Approach to neonatal cholestasis
- Robert J Shulman, MD
Robert J Shulman, MD
- Professor of Pediatrics
- Baylor College of Medicine
- Section Editors
- Steven A Abrams, MD
Steven A Abrams, MD
- Section Editor — Neonatology
- Professor, Department of Pediatrics
- Dell Medical School at the University of Texas at Austin
- Elizabeth B Rand, MD
Elizabeth B Rand, MD
- Section Editor — Pediatric Hepatology
- Professor of Pediatrics
- University of Pennsylvania School of Medicine
Neonatal cholestasis is generally defined as prolonged conjugated hyperbilirubinemia that occurs in the newborn period. It results from diminished bile flow and/or excretion, which can be caused by a number of disorders. Neonatal cholestasis lasting more than two weeks affects approximately 1 in 2500 births (excluding infants with intestinal failure-associated liver disease), but estimates vary depending on the definition used to define cholestasis [1,2].
This topic review provides an approach to patients with neonatal cholestasis. The pathogenesis and management of neonatal unconjugated hyperbilirubinemia and common causes of neonatal cholestasis are discussed separately. (See "Pathogenesis and etiology of unconjugated hyperbilirubinemia in the newborn" and "Treatment of unconjugated hyperbilirubinemia in term and late preterm infants" and "Causes of neonatal cholestasis".)
Cholestasis is defined as an impairment in the excretion of bile, which can be caused by defects in intrahepatic production or transmembrane transport of bile, or mechanical obstruction to bile flow. The biochemical features of cholestasis reflect the retention of components of bile in the serum (eg, bilirubin, bile acids, and/or cholesterol). The pattern and severity of each of these abnormalities varies with the underlying disorder. Elevated conjugated bilirubin is the predominant characteristic in most of the causes of neonatal cholestasis.
Conjugated hyperbilirubinemia in a neonate is defined as a serum conjugated bilirubin concentration greater than 1.0 mg/dL (17.1 micromol/L) if the total serum bilirubin is <5.0 mg/dL (85.5 micromol/L) or greater than 20 percent of the total serum bilirubin if the total serum bilirubin is >5.0 mg/dL (85.5 micromol/L). An elevated conjugated bilirubin is an abnormal finding and requires additional evaluation . The threshold is somewhat higher, usually a serum conjugated bilirubin greater than 2.0 mg/dL (34.2 micromol/L), for defining clinically significant hyperbilirubinemia in infants with intestinal failure-associated liver disease (which is also known as parenteral nutrition-associated liver disease). (See "Intestinal failure-associated liver disease in infants", section on 'Definition'.)

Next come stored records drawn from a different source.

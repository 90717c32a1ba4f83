use super::layout::{EventLayout, EventSegment};
use super::{EventId, StaticConfig, wake};
use crate::port::claim_port_slot;
use crate::port_id::UniqueNotifierId;
use crate::service::ServiceState;
use std::fmt;
use std::sync::Arc;
use tracing::debug;

#[derive(Debug, Clone, Copy, PartialEq, Eq, thiserror::Error)]
pub enum NotifierCreateError {
    #[error("the service supports no further notifiers")]
    ExceedsMaxSupportedNotifiers,
}

#[derive(Debug, Clone, Copy, PartialEq, Eq, thiserror::Error)]
pub enum NotifierNotifyError {
    #[error("the event id exceeds the service's maximum event id")]
    EventIdOutOfBounds,
}

#[derive(Debug)]
pub struct NotifierBuilder {
    state: Arc<ServiceState>,
    config: StaticConfig,
    layout: EventLayout,
    default_event_id: EventId,
}

impl NotifierBuilder {
    pub(crate) fn new(state: Arc<ServiceState>, config: StaticConfig, layout: EventLayout) -> Self {
        Self {
            state,
            config,
            layout,
            default_event_id: EventId::default(),
        }
    }

    /// Id signalled by [`Notifier::notify`].
    pub fn default_event_id(mut self, id: EventId) -> Self {
        self.default_event_id = id;
        self
    }

    pub fn create(self) -> Result<Notifier, NotifierCreateError> {
        let layout = self.layout;
        let slot = {
            // SAFETY: `state` keeps the validated segment mapped.
            let segment = unsafe { EventSegment::new(self.state.base(), &layout) };
            claim_port_slot(
                layout.max_notifiers(),
                |i| segment.notifier(i),
                self.state.node_id(),
                || self.state.reclaim_dead_ports(),
            )
            .ok_or(NotifierCreateError::ExceedsMaxSupportedNotifiers)?
        };

        let id = UniqueNotifierId::new(self.state.next_port_id());
        let notifier = Notifier {
            state: self.state,
            layout,
            slot,
            id,
            default_event_id: self.default_event_id,
            event_id_max_value: self.config.event_id_max_value(),
        };
        notifier.segment().notifier(slot).activate(id.value());

        debug!(service = %notifier.state.name(), port = %id, "created notifier");
        Ok(notifier)
    }
}

/// Sending side of an event service.
pub struct Notifier {
    state: Arc<ServiceState>,
    layout: EventLayout,
    slot: usize,
    id: UniqueNotifierId,
    default_event_id: EventId,
    event_id_max_value: usize,
}

impl fmt::Debug for Notifier {
    fn fmt(&self, f: &mut fmt::Formatter<'_>) -> fmt::Result {
        f.debug_struct("Notifier")
            .field("service", self.state.name())
            .field("id", &self.id)
            .field("default_event_id", &self.default_event_id)
            .finish()
    }
}

impl Notifier {
    fn segment(&self) -> EventSegment<'_> {
        // SAFETY: `state` keeps the validated segment mapped.
        unsafe { EventSegment::new(self.state.base(), &self.layout) }
    }

    pub fn id(&self) -> UniqueNotifierId {
        self.id
    }

    /// Signals the default event id; returns how many listeners were reached.
    pub fn notify(&self) -> Result<usize, NotifierNotifyError> {
        self.notify_with_custom_event_id(self.default_event_id)
    }

    pub fn notify_with_custom_event_id(&self, id: EventId) -> Result<usize, NotifierNotifyError> {
        if id.as_value() > self.event_id_max_value {
            return Err(NotifierNotifyError::EventIdOutOfBounds);
        }

        let segment = self.segment();
        let mut notified = 0;
        for i in 0..self.layout.max_listeners() {
            let listener = segment.listener(i);
            if listener.port.active_port().is_none() {
                continue;
            }

            listener.set(id.as_value());
            wake::wake_all(listener.wake);
            notified += 1;
        }
        Ok(notified)
    }
}

impl Drop for Notifier {
    fn drop(&mut self) {
        let port = self.segment().notifier(self.slot);
        port.deactivate();
        port.vacate();
        debug!(service = %self.state.name(), port = %self.id, "dropped notifier");
    }
}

The terms "conjugated bilirubin" and "direct bilirubin" are often used interchangeably because conjugated bilirubin can be estimated by the "direct" reaction with a diazo reagent (van den Bergh reaction). However, direct-reacting bilirubin overestimates conjugated bilirubin, particularly when the concentrations of total serum bilirubin are high . (See "Clinical aspects of serum bilirubin determination", section on 'Measurement of serum bilirubin'.)